Stored items
┄┄┄┄┄┄┄┄┄┄┄┄┄┄┄┄┄┄┄┄

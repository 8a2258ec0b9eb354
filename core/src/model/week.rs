use std::fmt;

use chrono::{Datelike, Days, NaiveDate};

/// A Sunday-to-Saturday calendar week, both ends inclusive.
#[derive(Debug, Clone, Copy, PartialEq, Eq, Hash, PartialOrd, Ord)]
pub struct WeekRange {
    pub start: NaiveDate,
    pub end: NaiveDate,
}

impl WeekRange {
    /// The week holding `date`: the Sunday at or before it through the following Saturday.
    ///
    /// Weeks cut off by the ends of the calendar are clamped to `NaiveDate::MIN`/`MAX`.
    pub fn containing(date: NaiveDate) -> Self {
        let offset = Days::new(u64::from(date.weekday().num_days_from_sunday()));
        let start = date.checked_sub_days(offset).unwrap_or(NaiveDate::MIN);
        let end = start.checked_add_days(Days::new(6)).unwrap_or(NaiveDate::MAX);
        Self { start, end }
    }

    pub fn contains(&self, date: NaiveDate) -> bool {
        date >= self.start && date <= self.end
    }

    /// `YYYY-MM-DD ~ YYYY-MM-DD`
    pub fn label(&self) -> String {
        format!(
            "{} ~ {}",
            self.start.format("%Y-%m-%d"),
            self.end.format("%Y-%m-%d")
        )
    }
}

impl fmt::Display for WeekRange {
    fn fmt(&self, f: &mut fmt::Formatter<'_>) -> fmt::Result {
        f.write_str(&self.label())
    }
}

#[cfg(test)]
mod tests {
    use super::*;

    fn ymd(y: i32, m: u32, d: u32) -> NaiveDate {
        NaiveDate::from_ymd_opt(y, m, d).unwrap()
    }

    #[test]
    fn test_containing_midweek() {
        let week = WeekRange::containing(ymd(2024, 3, 6));
        assert_eq!(week.start, ymd(2024, 3, 3));
        assert_eq!(week.end, ymd(2024, 3, 9));
        assert_eq!(week.label(), "2024-03-03 ~ 2024-03-09");
    }

    #[test]
    fn test_sunday_starts_its_own_week() {
        let week = WeekRange::containing(ymd(2024, 3, 3));
        assert_eq!(week.start, ymd(2024, 3, 3));

        let saturday = WeekRange::containing(ymd(2024, 3, 9));
        assert_eq!(saturday, week);
    }

    #[test]
    fn test_week_crossing_year() {
        let week = WeekRange::containing(ymd(2025, 1, 1));
        assert_eq!(week.label(), "2024-12-29 ~ 2025-01-04");
    }

    #[test]
    fn test_calendar_edges_are_clamped() {
        let last = WeekRange::containing(NaiveDate::MAX);
        assert_eq!(last.end, NaiveDate::MAX);
        assert!(last.contains(NaiveDate::MAX));

        let first = WeekRange::containing(NaiveDate::MIN);
        assert_eq!(first.start, NaiveDate::MIN);
        assert!(first.contains(NaiveDate::MIN));
    }

    #[test]
    fn test_contains_is_inclusive() {
        let week = WeekRange::containing(ymd(2024, 3, 6));
        assert!(week.contains(ymd(2024, 3, 3)));
        assert!(week.contains(ymd(2024, 3, 9)));
        assert!(!week.contains(ymd(2024, 3, 2)));
        assert!(!week.contains(ymd(2024, 3, 10)));
    }
}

┄┄┄┄┄┄┄┄┄┄┄┄┄┄┄┄┄┄┄┄

## Task directions
Search the data above for the string "first" and copy each line that has it.

## Expected answer
        let first = WeekRange::containing(NaiveDate::MIN);
        assert_eq!(first.start, NaiveDate::MIN);
        assert!(first.contains(NaiveDate::MIN));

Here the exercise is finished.